TEMPO.CO, Jakarta - Menteri Agraria dan Tata Ruang Sofyan Djalil memastikan bahwa pemindahan ibu kota tidak mengubah Jakarta untuk tetap menjadi pusat kota bisnis.
Baca: Luhut Sebut Pindah Ibu Kota Lebih Murah Ketimbang Membangun DKI
"Jadi, (wilayah) ibu kota baru tidak akan jadi kota bisnis. Karena pengalaman seperti New York sama Washington. Brasilia dengan Rio De Janeiro," kata Sofyan Djalil, Jumat, 3 Mei 2019.
Sofyan Djalil mencontohkan, banyak negara yang memindahkan ibu kotanya, namun tidak memengaruhi kegiatan bisnis yang sudah berdiri di areal ibu kota lama. Pertumbuhan infrastuktur dan kegiatan bisnis di ibu kota baru akan terjadi, namun tidak akan semasif kegiatan bisnis yang sudah bergerak di wilayah ibu kota sebelumnya.
"(Infrastuktur bisnis) itu akan tumbuh, tapi tidak akan masif," kata Sofyan Djalil. "Karena (infrastruktur dan kegiatan) bisnis akan (tetap berada) di kota bisnis (yang sudah ada di wilayah ibu kota sebelumnya)."
Lebih jauh Sofyan Djalil mengatakan di negara lain, kota untuk pusat pemerintahan dan kota bisnis biasanya sudah berada di wilayah yang berbeda. Walhasil wacana pemindahan ibu kota menurutnya merupakan ide yang wajar dan dapat diterima.
Di Indonesia, menurut Sofyan Djalil, wacana pemindahan ibu kota di Indonesia bukanlah hal yang baru sudah ada sejak periode pemerintahan Presiden Soekarno. "Di negara lain biasanya kota bisnis dan pemerintahan pisah. Ide pindah ibu kota bukan baru sekarang, pas Presiden Soekarno aja sudah. Zaman Presiden Soeharto juga pernah. Bahkan banyak orang spekulasi beli tanah di Jonggol, Bogor," katanya.
Sebelumnya, Presiden Jokowi memutuskan untuk memindahkan Ibu Kota ke luar Pulau Jawa.
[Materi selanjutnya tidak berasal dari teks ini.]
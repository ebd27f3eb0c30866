use tracing_subscriber::{layer::SubscriberExt, util::SubscriberInitExt, EnvFilter};

#[derive(Debug, Clone, Copy, PartialEq, Eq, Default)]
pub enum LogFormat {
    #[default]
    Compact,
    Json,
}

impl std::str::FromStr for LogFormat {
    type Err = String;

    fn from_str(s: &str) -> std::result::Result<Self, Self::Err> {
        match s.to_ascii_lowercase().as_str() {
            "compact" => Ok(Self::Compact),
            "json" => Ok(Self::Json),
            other => Err(format!("unknown log format: {}", other)),
        }
    }
}

/// `RUST_LOG` always wins over the computed default.
pub fn default_filter(verbose: bool, level: Option<&str>) -> EnvFilter {
    EnvFilter::try_from_default_env().unwrap_or_else(|_| {
        let directive = match (verbose, level) {
            (true, _) => "service_registrar=debug,warn".to_string(),
            (false, Some(level)) => format!("service_registrar={},warn", level),
            (false, None) => "warn".to_string(),
        };
        EnvFilter::new(directive)
    })
}

// Logs go to stderr so a successful registration prints nothing on stdout.
pub fn init_cli_logger(verbose: bool, level: Option<&str>, format: LogFormat) {
    let filter = default_filter(verbose, level);

    let layer = tracing_subscriber::fmt::layer()
        .with_writer(std::io::stderr)
        .with_target(false)
        .with_thread_ids(false)
        .with_file(false)
        .with_line_number(false);

    let registry = tracing_subscriber::registry().with(filter);
    let result = match format {
        LogFormat::Compact => registry.with(layer.compact()).try_init(),
        LogFormat::Json => registry.with(layer.json()).try_init(),
    };

    if let Err(e) = result {
        eprintln!("logger already initialized: {}", e);
    }
}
Keputusan diambil dalam rapat terbatas mengenai pemindahan Ibu Kota di Kantor Presiden, Jakarta, Senin lalu, 29 April 2019.
"Presiden memilih alternatif ketiga, yaitu memindahkan Ibu Kota ke luar Jawa. Ini barangkali salah satu keputusan penting yang dilahirkan hari ini," kata Kepala Badan Perencanaan Pembangunan Nasional Bambang Brodjonegoro.
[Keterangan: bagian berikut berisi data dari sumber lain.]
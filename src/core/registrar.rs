use crate::core::{ProjectModel, Storage};
use crate::domain::model::{AppendOutcome, RegistrationFile, RegistrationPreview, SERVICES_DIRECTORY};
use crate::utils::error::{RegistrarError, Result};
use crate::utils::validation::{validate_class_name, validate_non_empty_string};
use std::path::{Path, PathBuf};

/// Adds implementation class names to `META-INF/services/<interface>` files.
pub struct ServiceRegistrar<P: ProjectModel, S: Storage> {
    project: P,
    storage: S,
}

impl<P: ProjectModel, S: Storage> ServiceRegistrar<P, S> {
    pub fn new(project: P, storage: S) -> Self {
        Self { project, storage }
    }

    pub fn project(&self) -> &P {
        &self.project
    }

    /// Registration file path relative to the resource root. The interface name is used verbatim.
    pub fn registration_path(interface: &str) -> PathBuf {
        PathBuf::from(format!("{}/{}", SERVICES_DIRECTORY, interface))
    }

    /// Appends `implementation` to the registration file of `interface`, creating the
    /// services directory and the file on demand. The whole file is read and rewritten.
    pub fn register(&self, interface: &str, implementation: &str) -> Result<()> {
        self.check_implementation(interface, implementation)?;

        let services_dir = Path::new(SERVICES_DIRECTORY);
        if !self.storage.exists(services_dir) {
            tracing::debug!("Creating services directory {}", services_dir.display());
            self.storage.create_dir_all(services_dir)?;
        }

        let path = Self::registration_path(interface);
        if !self.storage.exists(&path) {
            tracing::debug!("Creating registration file {}", path.display());
            self.storage.create_file(&path)?;
        }

        let content = self.storage.read_to_string(&path)?;
        let file = self.append_to(&path, &content, implementation)?;

        self.storage.write(&path, &file.render())?;

        tracing::info!(
            interface,
            implementation,
            entries = file.lines().len(),
            "Registered service implementation"
        );
        Ok(())
    }

    /// Same checks as [`register`](Self::register) but nothing is created or written.
    pub fn preview(&self, interface: &str, implementation: &str) -> Result<RegistrationPreview> {
        self.check_implementation(interface, implementation)?;

        let path = Self::registration_path(interface);
        let file_exists = self.storage.exists(&path);
        let content = if file_exists {
            self.storage.read_to_string(&path)?
        } else {
            String::new()
        };

        let file = self.append_to(&path, &content, implementation)?;

        Ok(RegistrationPreview {
            path,
            file_exists,
            contents: file.render(),
        })
    }

    fn check_implementation(&self, interface: &str, implementation: &str) -> Result<()> {
        validate_non_empty_string("interface", interface)?;
        validate_non_empty_string("implementation", implementation)?;
        // every registered line must be a class name, so reject paths and line breaks up front
        validate_class_name("implementation", implementation)?;

        if !self.project.source_exists(implementation) {
            tracing::debug!("No source found for {}", implementation);
            return Err(RegistrarError::ImplementationNotFound {
                interface: interface.to_string(),
                implementation: implementation.to_string(),
            });
        }
        Ok(())
    }

    fn append_to(&self, path: &Path, content: &str, implementation: &str) -> Result<RegistrationFile> {
        let mut file = RegistrationFile::parse(content);
        tracing::debug!("{} holds {} entries", path.display(), file.lines().len());

        match file.append(implementation) {
            AppendOutcome::Appended => Ok(file),
            AppendOutcome::AlreadyPresent => Err(RegistrarError::DuplicateRegistration {
                implementation: implementation.to_string(),
                file: self.project.resource_root().join(path),
            }),
        }
    }
}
Sebelumnya Bappenas memberikan tiga alternatif kepada Jokowi. Alternatif pertama adalah Ibu Kota tetap di Jakarta, namun dibuat distrik khusus pemerintahan. Kantor-kantor pemerintahan itu nantinya akan berpusat di kawasan Istana, Monas, dan sekitarnya.
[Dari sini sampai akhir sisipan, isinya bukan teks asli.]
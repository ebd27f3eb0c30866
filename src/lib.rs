pub mod config;
pub mod core;
pub mod domain;
pub mod utils;

#[cfg(feature = "cli")]
pub use config::{CliConfig, Command};

pub use config::{cli::LocalStorage, project::LocalProject, toml_config::TomlConfig};
pub use core::registrar::ServiceRegistrar;
pub use utils::error::{RegistrarError, Result};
Bambang menyebutkan kerugian dari alternatif pertama ini ialah hanya menguatkan Jakarta sebagai pusat segalanya di Indonesia. "Dan dikhawatirkan dampak urbanisasi terhadap pertumbuhan ekonomi tidak optimal," katanya.
Adapun alternatif kedua adalah memindahkan pusat pemerintahan ke wilayah dekat Jakarta. Mencontoh Malaysia yang memindahkan pusat pemerintahannya ke Putrajaya, Bambang mengusulkan agar Ibu Kota Indonesia dipindah ke sekitar Jabodetabek jika tersedia lahan.
Namun, kelemahan dari alternatif kedua ini adalah tetap membuat perekonomian Indonesia terpusat di daerah Jakarta dan sekitarnya atau wilayah kota metropolitan Jakarta.
Baca: Fadli Zon: Ide Jokowi Pindahkan Ibu Kota Hanya Pengalihan Isu
Alternatif ketiga yang dipilih Jokowi yaitu memindahkan Ibu Kota langsung ke luar Jawa, seperti mencontoh Brasil yang memindahkan dari Rio de Janeiro ke Brasilia yang jauh di Amazon. Kemudian Canberra di antara Sydney dan Melbourne. Demikian juga Astana di Kazakhstan karena Ibu Kotanya ingin dipindah lebih dekat ke arah tengah dari negaranya. Juga Naypyidaw yang juga lebih ke dalam negara Myanmar.